Mim78 · 18/08/2014 21:51

Occasional poster, long time frequent lurker.

At the moment I am on maternity leave with DS (nearly 6 months). DD (5) is on school summer hols so I have them both at home all day. This is great and I'm really enjoying the holidays before I go back to work in September.

DH is working long hours at the moment and so I am doing all the cooking in the week. On the weekend just passed he did all the cooking on Sunday; we were out on Saturday.

This evening I made penne with a bolognaise sauce I had made from the left overs of Sunday's dinner. Tasty and economical I thought.

DH asked me this evening "can we not have meat every day?". This was on health grounds as he does not think it is good for him to eat meat every day.

My initial response was "I am not a restaurant" and am not going to cook to order. TBH we don't have meat every day, but I was planning a meat based meal tomorrow (also incorporating some [different] left overs). I also said I am not having a meat based argument with him, but then we agreed to ask the MN jury to see who is BU.

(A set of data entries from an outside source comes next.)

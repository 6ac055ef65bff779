//! Neon Run headless runner
//!
//! Plays one seeded run with the autopilot at a fixed 60 Hz frame cadence,
//! then banks the result into the progression record on disk.
//!
//! Environment:
//! - `NEON_RUN_SEED` run seed (default: current time)
//! - `NEON_RUN_DIFFICULTY` easy | normal | hard
//! - `NEON_RUN_CONFIG` path to a JSON `SimConfig` (overrides difficulty)
//! - `NEON_RUN_RECORD` progression record path (default `neon-run-record.json`)
//! - `RUST_LOG` log filter

use std::path::PathBuf;
use std::time::{SystemTime, UNIX_EPOCH};

use anyhow::{Context, Result};

use neon_run::persistence::{JsonFileStore, ProgressionStore};
use neon_run::sim::{Autopilot, Simulation, TickOutcome};
use neon_run::{Difficulty, SimConfig};

const FRAME: f64 = 1.0 / 60.0;
/// Hard stop for a run that never ends (ten simulated minutes)
const MAX_FRAMES: u64 = 60 * 60 * 10;

struct RunnerConfig {
    seed: u64,
    sim: SimConfig,
    record_path: PathBuf,
}

impl RunnerConfig {
    fn from_env() -> Result<Self> {
        let seed = match std::env::var("NEON_RUN_SEED") {
            Ok(raw) => raw
                .parse()
                .with_context(|| format!("NEON_RUN_SEED is not a number: {raw}"))?,
            Err(_) => SystemTime::now()
                .duration_since(UNIX_EPOCH)
                .map(|d| d.as_secs())
                .unwrap_or(0),
        };

        let sim = if let Ok(path) = std::env::var("NEON_RUN_CONFIG") {
            let json = std::fs::read_to_string(&path)
                .with_context(|| format!("reading config {path}"))?;
            SimConfig::from_json(&json).with_context(|| format!("config {path}"))?
        } else {
            let difficulty = match std::env::var("NEON_RUN_DIFFICULTY") {
                Ok(raw) => Difficulty::from_str(&raw).unwrap_or_else(|| {
                    log::warn!("Unknown difficulty '{}', using Normal", raw);
                    Difficulty::Normal
                }),
                Err(_) => Difficulty::Normal,
            };
            SimConfig::from_difficulty(difficulty)
        };

        let record_path = std::env::var_os("NEON_RUN_RECORD")
            .map(PathBuf::from)
            .unwrap_or_else(|| PathBuf::from("neon-run-record.json"));

        Ok(Self {
            seed,
            sim,
            record_path,
        })
    }
}

fn main() -> Result<()> {
    env_logger::init();
    let config = RunnerConfig::from_env()?;
    log::info!(
        "Neon Run (headless) starting: seed {}, difficulty {}",
        config.seed,
        config.sim.difficulty.as_str()
    );

    let mut store = JsonFileStore::new(&config.record_path);
    let record = store.load();

    let mut sim = Simulation::new(config.sim, config.seed)?;
    let mut pilot = Autopilot::default();
    let mut now = 0.0;
    sim.start_run(record, now)?;

    for _ in 0..MAX_FRAMES {
        now += FRAME;
        let input = pilot.input(&sim);
        match sim.advance(now, &input) {
            TickOutcome::LevelUp { offer } => {
                let Some(&choice) = offer.first() else {
                    anyhow::bail!("level-up offered no abilities");
                };
                sim.choose_ability(choice, now)?;
            }
            TickOutcome::Continue | TickOutcome::Skipped => {}
            TickOutcome::Extracted | TickOutcome::Died { .. } => break,
        }
    }

    match sim.summary() {
        Some(summary) => log::info!(
            "Result: {:?} | level {} | currency {} | {} hostiles | {:.1}s",
            summary.outcome,
            summary.level,
            summary.currency,
            summary.hostiles_defeated,
            summary.elapsed
        ),
        None => log::warn!("Run still active after {} frames, abandoning", MAX_FRAMES),
    }

    if let Some(updated) = sim.take_record_update() {
        store.save(&updated)?;
        log::info!(
            "Bank: {} currency, loadout {:?}",
            updated.currency,
            updated.equipped
        );
    }
    Ok(())
}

He is probably right on health grounds, but AIBU to say I am cooking so I will choose what we will have? His response to that was, "fine I will cook something else for myself", which seems to me a waste of time.

Additional info that may be relevant:

  1. I am weaning DS, who is just starting to move on to a wider variety of food, i.e. passed the one ingredient/food at a time phase. I am doing a mix of puree and finger food.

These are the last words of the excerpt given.